When computers do something “randomly,” it’s not usually actually random. Computers are designed to do the exact same thing every time you give them the same instructions, which means that, in principle, every time you tell them to make a choice, it will always choose the same thing. It’s possible to use special hardware to use physical processes to get “true” randomness, which is useful for things like gambling or high-stakes cryptography, but for everyday things like video games you usually use what’s called a pseudorandom number generator (PRNG)

a PRNG is a process that you use by putting one number in, and getting another number out (by some convoluted math going on behind the scenes). Typically, the next time you use the PRNG, you won’t give a new seed number, you’ll just use the last number it made to get another number, and then use that to get another, and so on. Computers always do the same thing every time, of course, so the same input number always gives the same sequence of outputs, but a well-designed PRNG makes it very hard to see the connection between the input and output numbers. If you set the initial input number unpredictably, for instance by using the current time, you get behavior that looks random to all but the most careful analyses.

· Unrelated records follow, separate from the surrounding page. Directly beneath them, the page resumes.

//! Firmware image parsing.
//!
//! Touchpad IAP images carry their transfer parameters in the image itself:
//! - word `0x0083` holds the IAP start address, in words
//! - the word at the IAP start points (in words) at the module id
//!
//! Hub co-processor images are sent whole and carry no header.

use std::io::Cursor;

use byteorder::{LittleEndian, ReadBytesExt};
use thiserror::Error;

use super::chunk::Chunks;
use crate::protocol::ProtocolFamily;
use crate::protocol::constants::{ETP_IAP_START_ADDR, FW_PAGE_SIZE};

#[derive(Error, Debug)]
pub enum FirmwareError {
    #[error("File too small to read {field} at 0x{offset:x}: {actual} bytes")]
    Truncated {
        field: &'static str,
        offset: usize,
        actual: usize,
    },
    #[error("IAP address 0x{iap_address:x} invalid for image of 0x{length:x} bytes")]
    IapAddressOutOfRange { iap_address: usize, length: usize },
    #[error("Image of {length} bytes exceeds device capacity of {capacity} bytes")]
    TooLarge { length: usize, capacity: usize },
    #[error("Invalid block size {0}")]
    InvalidBlockSize(usize),
    #[error("Start address 0x{start:x} beyond image end 0x{length:x}")]
    StartBeyondEnd { start: usize, length: usize },
    #[error("IO error: {0}")]
    Io(#[from] std::io::Error),
}

/// Parsed, read-only firmware image.
#[derive(Debug, Clone)]
pub struct FirmwareImage {
    data: Vec<u8>,
    module_id: Option<u16>,
    iap_address: usize,
}

impl FirmwareImage {
    /// Parse an image in the container format of `family`.
    pub fn parse(family: ProtocolFamily, data: Vec<u8>) -> Result<Self, FirmwareError> {
        match family {
            ProtocolFamily::Register => Self::from_iap_bytes(data),
            ProtocolFamily::Opcode => Ok(Self::from_raw_bytes(data)),
        }
    }

    /// Parse a touchpad IAP image.
    pub fn from_iap_bytes(data: Vec<u8>) -> Result<Self, FirmwareError> {
        let iap_words = read_u16_at(&data, ETP_IAP_START_ADDR * 2, "IAP start address")?;
        let iap_address = iap_words as usize * 2;
        if iap_address > data.len() {
            return Err(FirmwareError::IapAddressOutOfRange {
                iap_address,
                length: data.len(),
            });
        }

        // An image ending at the IAP start has no payload and no module id.
        let module_id = if iap_address == data.len() {
            None
        } else {
            let module_ptr = read_u16_at(&data, iap_address, "module id pointer")?;
            Some(read_u16_at(&data, module_ptr as usize * 2, "module id")?)
        };

        Ok(Self {
            data,
            module_id,
            iap_address,
        })
    }

    /// Wrap a headerless image; transfer starts at offset 0.
    pub fn from_raw_bytes(data: Vec<u8>) -> Self {
        Self {
            data,
            module_id: None,
            iap_address: 0,
        }
    }

    /// Reject images larger than `page_count` firmware pages.
    pub fn check_capacity(&self, page_count: u16) -> Result<(), FirmwareError> {
        let capacity = page_count as usize * FW_PAGE_SIZE;
        if self.data.len() > capacity {
            return Err(FirmwareError::TooLarge {
                length: self.data.len(),
                capacity,
            });
        }
        Ok(())
    }

    /// Module id the image was built for, if it names one.
    pub fn module_id(&self) -> Option<u16> {
        self.module_id
    }

    /// Byte offset where the transfer begins.
    pub fn iap_address(&self) -> usize {
        self.iap_address
    }

    /// `length` bytes at `address`, if fully inside the image.
    pub fn slice(&self, address: usize, length: usize) -> Option<&[u8]> {
        let end = address.checked_add(length)?;
        self.data.get(address..end)
    }

    /// Split the image from `start` into blocks of `block_size`.
    pub fn chunks(&self, start: usize, block_size: usize) -> Result<Chunks<'_>, FirmwareError> {
        Chunks::new(&self.data, start, block_size)
    }

    /// Get total size.
    pub fn len(&self) -> usize {
        self.data.len()
    }

    /// Check if empty.
    pub fn is_empty(&self) -> bool {
        self.data.is_empty()
    }
}

fn read_u16_at(data: &[u8], offset: usize, field: &'static str) -> Result<u16, FirmwareError> {
    let truncated = FirmwareError::Truncated {
        field,
        offset,
        actual: data.len(),
    };
    let Some(bytes) = data.get(offset..offset.saturating_add(2)) else {
        return Err(truncated);
    };
    let mut cursor = Cursor::new(bytes);
    Ok(cursor.read_u16::<LittleEndian>()?)
}

/// Wrapping sum of the LE 16-bit words of `data`.
///
/// A trailing odd byte counts as a word with a zero high byte.
pub fn calc_checksum(data: &[u8]) -> u16 {
    data.chunks(2).fold(0u16, |sum, word| {
        let value = match word {
            [lo, hi] => u16::from_le_bytes([*lo, *hi]),
            [lo] => *lo as u16,
            _ => 0,
        };
        sum.wrapping_add(value)
    })
}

An upside to this is that if you want processes that are both varied and repeatable, you can just set the seed to specific values. For instance, if you’re making a video game, you can just write a level generator that uses a PRNG to create a variety of different worlds, and then you let the user control the seed. I don’t know the details of minecraft’s world generation algorithm, but at least in principle seeds work “for free”: if you’re generating random maps, you’re going to be using a PRNG in some form or another anyway, so you might as well give the user control of the seed the PRNG uses rather than leaving it completely up to the time or whatever other seed value you’d use.